Repeat the entire listing below exactly.

INPUT FOR THIS TASK START

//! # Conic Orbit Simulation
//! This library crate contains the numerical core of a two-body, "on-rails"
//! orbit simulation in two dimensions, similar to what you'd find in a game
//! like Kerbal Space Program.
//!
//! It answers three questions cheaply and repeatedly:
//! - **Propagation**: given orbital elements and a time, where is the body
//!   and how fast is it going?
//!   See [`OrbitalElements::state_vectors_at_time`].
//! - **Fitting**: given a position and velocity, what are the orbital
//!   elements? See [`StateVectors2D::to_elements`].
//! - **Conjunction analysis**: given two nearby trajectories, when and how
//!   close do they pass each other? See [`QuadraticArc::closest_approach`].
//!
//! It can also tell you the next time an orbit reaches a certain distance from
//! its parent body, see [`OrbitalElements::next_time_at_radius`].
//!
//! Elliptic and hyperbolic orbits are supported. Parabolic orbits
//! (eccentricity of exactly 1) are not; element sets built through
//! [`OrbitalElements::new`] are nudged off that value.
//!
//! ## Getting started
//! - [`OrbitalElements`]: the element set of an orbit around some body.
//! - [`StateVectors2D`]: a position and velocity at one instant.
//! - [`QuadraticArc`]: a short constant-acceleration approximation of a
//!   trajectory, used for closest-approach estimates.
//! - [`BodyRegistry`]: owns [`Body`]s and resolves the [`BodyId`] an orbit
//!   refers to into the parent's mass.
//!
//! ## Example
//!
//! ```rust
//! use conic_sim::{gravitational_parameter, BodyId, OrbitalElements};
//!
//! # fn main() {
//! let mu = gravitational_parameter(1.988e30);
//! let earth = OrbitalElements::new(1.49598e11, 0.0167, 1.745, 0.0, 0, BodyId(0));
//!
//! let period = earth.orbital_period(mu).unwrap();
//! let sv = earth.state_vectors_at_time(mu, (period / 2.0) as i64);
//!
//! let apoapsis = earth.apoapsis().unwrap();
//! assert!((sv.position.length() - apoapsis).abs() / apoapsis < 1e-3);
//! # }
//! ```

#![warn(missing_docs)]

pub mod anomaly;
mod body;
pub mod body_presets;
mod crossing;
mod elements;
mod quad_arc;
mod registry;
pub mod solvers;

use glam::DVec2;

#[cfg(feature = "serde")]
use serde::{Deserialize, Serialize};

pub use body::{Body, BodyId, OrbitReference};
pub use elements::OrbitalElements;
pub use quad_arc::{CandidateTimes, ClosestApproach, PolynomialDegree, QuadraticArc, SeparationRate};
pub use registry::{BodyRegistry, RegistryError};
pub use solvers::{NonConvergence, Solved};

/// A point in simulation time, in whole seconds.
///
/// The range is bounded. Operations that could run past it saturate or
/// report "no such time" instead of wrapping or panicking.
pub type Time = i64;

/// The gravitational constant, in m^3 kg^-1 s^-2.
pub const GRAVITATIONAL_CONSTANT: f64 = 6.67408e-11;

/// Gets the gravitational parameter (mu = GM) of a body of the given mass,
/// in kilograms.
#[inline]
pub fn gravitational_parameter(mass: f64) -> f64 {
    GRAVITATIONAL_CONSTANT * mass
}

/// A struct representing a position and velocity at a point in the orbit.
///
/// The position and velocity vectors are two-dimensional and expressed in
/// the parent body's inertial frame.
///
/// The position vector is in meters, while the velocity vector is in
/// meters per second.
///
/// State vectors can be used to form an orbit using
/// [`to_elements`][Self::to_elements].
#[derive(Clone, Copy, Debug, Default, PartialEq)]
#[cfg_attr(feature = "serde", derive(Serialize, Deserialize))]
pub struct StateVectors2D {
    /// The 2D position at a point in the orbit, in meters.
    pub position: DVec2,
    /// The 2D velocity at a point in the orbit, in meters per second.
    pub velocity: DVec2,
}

INPUT FOR THIS TASK END

ANSWER TO THIS EXERCISE:
//! # Conic Orbit Simulation
//! This library crate contains the numerical core of a two-body, "on-rails"
//! orbit simulation in two dimensions, similar to what you'd find in a game
//! like Kerbal Space Program.
//!
//! It answers three questions cheaply and repeatedly:
//! - **Propagation**: given orbital elements and a time, where is the body
//!   and how fast is it going?
//!   See [`OrbitalElements::state_vectors_at_time`].
//! - **Fitting**: given a position and velocity, what are the orbital
//!   elements? See [`StateVectors2D::to_elements`].
//! - **Conjunction analysis**: given two nearby trajectories, when and how
//!   close do they pass each other? See [`QuadraticArc::closest_approach`].
//!
//! It can also tell you the next time an orbit reaches a certain distance from
//! its parent body, see [`OrbitalElements::next_time_at_radius`].
//!
//! Elliptic and hyperbolic orbits are supported. Parabolic orbits
//! (eccentricity of exactly 1) are not; element sets built through
//! [`OrbitalElements::new`] are nudged off that value.
//!
//! ## Getting started
//! - [`OrbitalElements`]: the element set of an orbit around some body.
//! - [`StateVectors2D`]: a position and velocity at one instant.
//! - [`QuadraticArc`]: a short constant-acceleration approximation of a
//!   trajectory, used for closest-approach estimates.
//! - [`BodyRegistry`]: owns [`Body`]s and resolves the [`BodyId`] an orbit
//!   refers to into the parent's mass.
//!
//! ## Example
//!
//! ```rust
//! use conic_sim::{gravitational_parameter, BodyId, OrbitalElements};
//!
//! # fn main() {
//! let mu = gravitational_parameter(1.988e30);
//! let earth = OrbitalElements::new(1.49598e11, 0.0167, 1.745, 0.0, 0, BodyId(0));
//!
//! let period = earth.orbital_period(mu).unwrap();
//! let sv = earth.state_vectors_at_time(mu, (period / 2.0) as i64);
//!
//! let apoapsis = earth.apoapsis().unwrap();
//! assert!((sv.position.length() - apoapsis).abs() / apoapsis < 1e-3);
//! # }
//! ```

#![warn(missing_docs)]

pub mod anomaly;
mod body;
pub mod body_presets;
mod crossing;
mod elements;
mod quad_arc;
mod registry;
pub mod solvers;

use glam::DVec2;

#[cfg(feature = "serde")]
use serde::{Deserialize, Serialize};

pub use body::{Body, BodyId, OrbitReference};
pub use elements::OrbitalElements;
pub use quad_arc::{CandidateTimes, ClosestApproach, PolynomialDegree, QuadraticArc, SeparationRate};
pub use registry::{BodyRegistry, RegistryError};
pub use solvers::{NonConvergence, Solved};

/// A point in simulation time, in whole seconds.
///
/// The range is bounded. Operations that could run past it saturate or
/// report "no such time" instead of wrapping or panicking.
pub type Time = i64;

/// The gravitational constant, in m^3 kg^-1 s^-2.
pub const GRAVITATIONAL_CONSTANT: f64 = 6.67408e-11;

/// Gets the gravitational parameter (mu = GM) of a body of the given mass,
/// in kilograms.
#[inline]
pub fn gravitational_parameter(mass: f64) -> f64 {
    GRAVITATIONAL_CONSTANT * mass
}

/// A struct representing a position and velocity at a point in the orbit.
///
/// The position and velocity vectors are two-dimensional and expressed in
/// the parent body's inertial frame.
///
/// The position vector is in meters, while the velocity vector is in
/// meters per second.
///
/// State vectors can be used to form an orbit using
/// [`to_elements`][Self::to_elements].
#[derive(Clone, Copy, Debug, Default, PartialEq)]
#[cfg_attr(feature = "serde", derive(Serialize, Deserialize))]
pub struct StateVectors2D {
    /// The 2D position at a point in the orbit, in meters.
    pub position: DVec2,
    /// The 2D velocity at a point in the orbit, in meters per second.
    pub velocity: DVec2,
}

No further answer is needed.